(Saved entries)
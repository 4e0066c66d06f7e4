//! Construction of a [`DescriptorPool`] from compiler-produced file
//! descriptors.
//!
//! Building happens in two passes: the first registers every message and
//! enum type by full name, the second resolves field type references,
//! defaults and extensions against the registered names. Type references
//! must be fully qualified (a leading dot is accepted), as produced by the
//! protobuf compiler.

use std::{collections::HashMap, mem::take, sync::Arc};

use bytes::Bytes;
use prost_types::{
    field_descriptor_proto::{Label, Type},
    DescriptorProto, EnumDescriptorProto, FieldDescriptorProto, FileDescriptorProto,
};

use super::{
    to_index, Cardinality, Definition, DefaultValue, DescriptorError, DescriptorPool,
    DescriptorPoolInner, EnumIndex, EnumInner, EnumValueInner, FieldIndex, FieldInner, Identity,
    KindIndex, MessageIndex, MessageInner, Syntax,
};

impl DescriptorPool {
    /// Builds a pool from a collection of file descriptors.
    ///
    /// All types referenced by the files must be defined within them;
    /// references are resolved by full name.
    pub fn from_file_descriptor_protos<I>(files: I) -> Result<DescriptorPool, DescriptorError>
    where
        I: IntoIterator<Item = FileDescriptorProto>,
    {
        let files: Vec<_> = files.into_iter().collect();

        let mut builder = PoolBuilder::default();
        for file in &files {
            builder.collect_file(file)?;
        }
        builder.resolve()?;

        Ok(DescriptorPool {
            inner: Arc::new(builder.inner),
        })
    }

    /// Builds a pool from a single file descriptor.
    pub fn from_file_descriptor_proto(
        file: FileDescriptorProto,
    ) -> Result<DescriptorPool, DescriptorError> {
        DescriptorPool::from_file_descriptor_protos([file])
    }
}

#[derive(Default)]
struct PoolBuilder<'a> {
    inner: DescriptorPoolInner,
    pending_messages: Vec<(&'a DescriptorProto, MessageIndex)>,
    pending_extensions: Vec<(&'a FieldDescriptorProto, String)>,
}

impl<'a> PoolBuilder<'a> {
    fn collect_file(&mut self, file: &'a FileDescriptorProto) -> Result<(), DescriptorError> {
        let syntax = match file.syntax.as_deref() {
            None | Some("") | Some("proto2") => Syntax::Proto2,
            Some("proto3") => Syntax::Proto3,
            Some(other) => return Err(DescriptorError::unknown_syntax(other)),
        };

        let package = file.package();
        for message in &file.message_type {
            self.collect_message(package, message, None, syntax)?;
        }
        for enum_proto in &file.enum_type {
            self.collect_enum(package, enum_proto)?;
        }
        for extension in &file.extension {
            self.pending_extensions.push((extension, package.to_owned()));
        }
        Ok(())
    }

    fn collect_message(
        &mut self,
        scope: &str,
        proto: &'a DescriptorProto,
        parent: Option<MessageIndex>,
        syntax: Syntax,
    ) -> Result<MessageIndex, DescriptorError> {
        let full_name = join_name(scope, proto.name());
        let index = to_index(self.inner.messages.len());
        self.register_name(&full_name, Definition::Message(index))?;

        self.inner.messages.push(MessageInner {
            id: Identity::new(full_name.clone(), proto.name()),
            syntax,
            parent,
            fields: Vec::new(),
            field_numbers: Default::default(),
            field_names: Default::default(),
            extensions: Vec::new(),
            extension_ranges: proto
                .extension_range
                .iter()
                .map(|range| range.start() as u32..range.end() as u32)
                .collect(),
            message_set_wire_format: proto
                .options
                .as_ref()
                .map_or(false, |options| options.message_set_wire_format()),
        });
        self.pending_messages.push((proto, index));

        for nested in &proto.nested_type {
            self.collect_message(&full_name, nested, Some(index), syntax)?;
        }
        for enum_proto in &proto.enum_type {
            self.collect_enum(&full_name, enum_proto)?;
        }
        for extension in &proto.extension {
            self.pending_extensions.push((extension, full_name.clone()));
        }
        Ok(index)
    }

    fn collect_enum(
        &mut self,
        scope: &str,
        proto: &'a EnumDescriptorProto,
    ) -> Result<EnumIndex, DescriptorError> {
        let full_name = join_name(scope, proto.name());
        let index = to_index(self.inner.enums.len());
        self.register_name(&full_name, Definition::Enum(index))?;

        if proto.value.is_empty() {
            return Err(DescriptorError::empty_enum(full_name));
        }

        let values: Vec<_> = proto
            .value
            .iter()
            .map(|value| EnumValueInner {
                // Enum values live in the scope enclosing the enum.
                id: Identity::new(join_name(scope, value.name()), value.name()),
                number: value.number(),
            })
            .collect();
        let value_names: HashMap<_, _> = proto
            .value
            .iter()
            .enumerate()
            .map(|(value_index, value)| (value.name().into(), to_index(value_index)))
            .collect();

        self.inner.enums.push(EnumInner {
            id: Identity::new(full_name, proto.name()),
            values,
            value_names,
        });
        Ok(index)
    }

    fn register_name(&mut self, name: &str, definition: Definition) -> Result<(), DescriptorError> {
        if self.inner.names.insert(name.into(), definition).is_some() {
            return Err(DescriptorError::type_already_exists(name));
        }
        Ok(())
    }

    fn resolve(&mut self) -> Result<(), DescriptorError> {
        for (proto, message_index) in take(&mut self.pending_messages) {
            for field_proto in &proto.field {
                let field_index = self.build_field(field_proto, message_index, None)?;
                let number = self.inner.fields[field_index as usize].number;
                let name: Box<str> = field_proto.name().into();

                let message = &mut self.inner.messages[message_index as usize];
                message.field_numbers.insert(number, field_index);
                message.field_names.insert(name, field_index);
            }
            let message = &mut self.inner.messages[message_index as usize];
            message.fields = message.field_numbers.values().copied().collect();
        }

        for (field_proto, scope) in take(&mut self.pending_extensions) {
            let extendee = self.resolve_message(field_proto.extendee())?;
            let field_index = self.build_field(field_proto, extendee, Some(&scope))?;
            self.inner.messages[extendee as usize]
                .extensions
                .push(field_index);
        }
        Ok(())
    }

    fn build_field(
        &mut self,
        proto: &FieldDescriptorProto,
        containing: MessageIndex,
        extension_scope: Option<&str>,
    ) -> Result<FieldIndex, DescriptorError> {
        let is_extension = extension_scope.is_some();
        let full_name = match extension_scope {
            Some(scope) => join_name(scope, proto.name()),
            None => join_name(
                self.inner.messages[containing as usize].id.full_name(),
                proto.name(),
            ),
        };

        let cardinality = match proto.label() {
            Label::Optional => Cardinality::Optional,
            Label::Required => Cardinality::Required,
            Label::Repeated => Cardinality::Repeated,
        };
        let kind = self.kind_index(proto)?;
        let syntax = self.inner.messages[containing as usize].syntax;

        let is_packed = cardinality == Cardinality::Repeated
            && kind.is_packable()
            && match proto.options.as_ref().and_then(|options| options.packed) {
                Some(packed) => packed,
                // Packed is the proto3 default; extensions keep the explicit
                // proto2 behavior.
                None => !is_extension && syntax == Syntax::Proto3,
            };

        let supports_presence = cardinality != Cardinality::Repeated
            && (is_extension
                || kind.is_message()
                || proto.proto3_optional()
                || syntax == Syntax::Proto2);

        let default = match proto.default_value.as_deref() {
            Some(value) => Some(self.parse_default(kind, value, &full_name)?),
            None => None,
        };

        let index = to_index(self.inner.fields.len());
        self.inner.fields.push(FieldInner {
            id: Identity::new(full_name, proto.name()),
            number: proto.number() as u32,
            kind,
            cardinality,
            is_packed,
            is_group: proto.r#type() == Type::Group,
            is_extension,
            supports_presence,
            containing,
            default,
        });
        Ok(index)
    }

    fn kind_index(&self, proto: &FieldDescriptorProto) -> Result<KindIndex, DescriptorError> {
        let kind = match proto.r#type() {
            Type::Double => KindIndex::Double,
            Type::Float => KindIndex::Float,
            Type::Int32 => KindIndex::Int32,
            Type::Int64 => KindIndex::Int64,
            Type::Uint32 => KindIndex::Uint32,
            Type::Uint64 => KindIndex::Uint64,
            Type::Sint32 => KindIndex::Sint32,
            Type::Sint64 => KindIndex::Sint64,
            Type::Fixed32 => KindIndex::Fixed32,
            Type::Fixed64 => KindIndex::Fixed64,
            Type::Sfixed32 => KindIndex::Sfixed32,
            Type::Sfixed64 => KindIndex::Sfixed64,
            Type::Bool => KindIndex::Bool,
            Type::String => KindIndex::String,
            Type::Bytes => KindIndex::Bytes,
            Type::Message => KindIndex::Message(self.resolve_message(proto.type_name())?),
            Type::Group => KindIndex::Group(self.resolve_message(proto.type_name())?),
            Type::Enum => KindIndex::Enum(self.resolve_enum(proto.type_name())?),
        };
        Ok(kind)
    }

    fn resolve_message(&self, name: &str) -> Result<MessageIndex, DescriptorError> {
        match self.inner.get_definition(name) {
            Some(Definition::Message(index)) => Ok(index),
            _ => Err(DescriptorError::type_not_found(name)),
        }
    }

    fn resolve_enum(&self, name: &str) -> Result<EnumIndex, DescriptorError> {
        match self.inner.get_definition(name) {
            Some(Definition::Enum(index)) => Ok(index),
            _ => Err(DescriptorError::type_not_found(name)),
        }
    }

    fn parse_default(
        &self,
        kind: KindIndex,
        value: &str,
        field: &str,
    ) -> Result<DefaultValue, DescriptorError> {
        let parsed = match kind {
            KindIndex::Bool => value.parse().map(DefaultValue::Bool).ok(),
            KindIndex::Int32 | KindIndex::Sint32 | KindIndex::Sfixed32 => {
                value.parse().map(DefaultValue::I32).ok()
            }
            KindIndex::Int64 | KindIndex::Sint64 | KindIndex::Sfixed64 => {
                value.parse().map(DefaultValue::I64).ok()
            }
            KindIndex::Uint32 | KindIndex::Fixed32 => value.parse().map(DefaultValue::U32).ok(),
            KindIndex::Uint64 | KindIndex::Fixed64 => value.parse().map(DefaultValue::U64).ok(),
            KindIndex::Float => value.parse().map(DefaultValue::F32).ok(),
            KindIndex::Double => value.parse().map(DefaultValue::F64).ok(),
            KindIndex::String => Some(DefaultValue::String(value.into())),
            KindIndex::Bytes => unescape_c_escape_string(value).map(DefaultValue::Bytes).ok(),
            KindIndex::Enum(enum_index) => {
                let enum_inner = &self.inner.enums[enum_index as usize];
                enum_inner
                    .value_names
                    .get(value)
                    .map(|&value_index| {
                        DefaultValue::Enum(enum_inner.values[value_index as usize].number)
                    })
            }
            KindIndex::Message(_) | KindIndex::Group(_) => None,
        };
        parsed.ok_or_else(|| DescriptorError::invalid_field_default(field, value))
    }
}

fn join_name(scope: &str, name: &str) -> String {
    if scope.is_empty() {
        name.to_owned()
    } else {
        format!("{}.{}", scope, name)
    }
}

/// Based on `google::protobuf::UnescapeCEscapeString`, which produces the
/// `default_value` strings for bytes fields in descriptor protos.
fn unescape_c_escape_string(s: &str) -> Result<Bytes, &'static str> {
    let src = s.as_bytes();
    let len = src.len();
    let mut dst = Vec::new();

    let mut p = 0;

    while p < len {
        if src[p] != b'\\' {
            dst.push(src[p]);
            p += 1;
        } else {
            p += 1;
            if p == len {
                return Err("missing escape character");
            }
            match src[p] {
                b'a' => {
                    dst.push(0x07);
                    p += 1;
                }
                b'b' => {
                    dst.push(0x08);
                    p += 1;
                }
                b'f' => {
                    dst.push(0x0C);
                    p += 1;
                }
                b'n' => {
                    dst.push(0x0A);
                    p += 1;
                }
                b'r' => {
                    dst.push(0x0D);
                    p += 1;
                }
                b't' => {
                    dst.push(0x09);
                    p += 1;
                }
                b'v' => {
                    dst.push(0x0B);
                    p += 1;
                }
                b'\\' => {
                    dst.push(0x5C);
                    p += 1;
                }
                b'?' => {
                    dst.push(0x3F);
                    p += 1;
                }
                b'\'' => {
                    dst.push(0x27);
                    p += 1;
                }
                b'"' => {
                    dst.push(0x22);
                    p += 1;
                }
                b'0'..=b'7' => {
                    let mut octal = 0;
                    for _ in 0..3 {
                        if p < len && src[p] >= b'0' && src[p] <= b'7' {
                            octal = octal * 8 + (src[p] - b'0');
                            p += 1;
                        } else {
                            break;
                        }
                    }
                    dst.push(octal);
                }
                b'x' | b'X' => {
                    if p + 3 > len {
                        return Err("hex escape must contain two characters");
                    }
                    match u8::from_str_radix(&s[p + 1..p + 3], 16) {
                        Ok(b) => dst.push(b),
                        _ => return Err("invalid hex escape"),
                    }
                    p += 3;
                }
                _ => return Err("invalid escape character"),
            }
        }
    }
    Ok(dst.into())
}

**INSTRUCTIONS TO FOLLOW:** What is needed is every line from the data above that includes the string "None", copied out.

**REPLY TO THE TASK:**
            None | Some("") | Some("proto2") => Syntax::Proto2,
            self.collect_message(package, message, None, syntax)?;
                let field_index = self.build_field(field_proto, message_index, None)?;
            None => join_name(
                None => !is_extension && syntax == Syntax::Proto3,
            None => None,
            KindIndex::Message(_) | KindIndex::Group(_) => None,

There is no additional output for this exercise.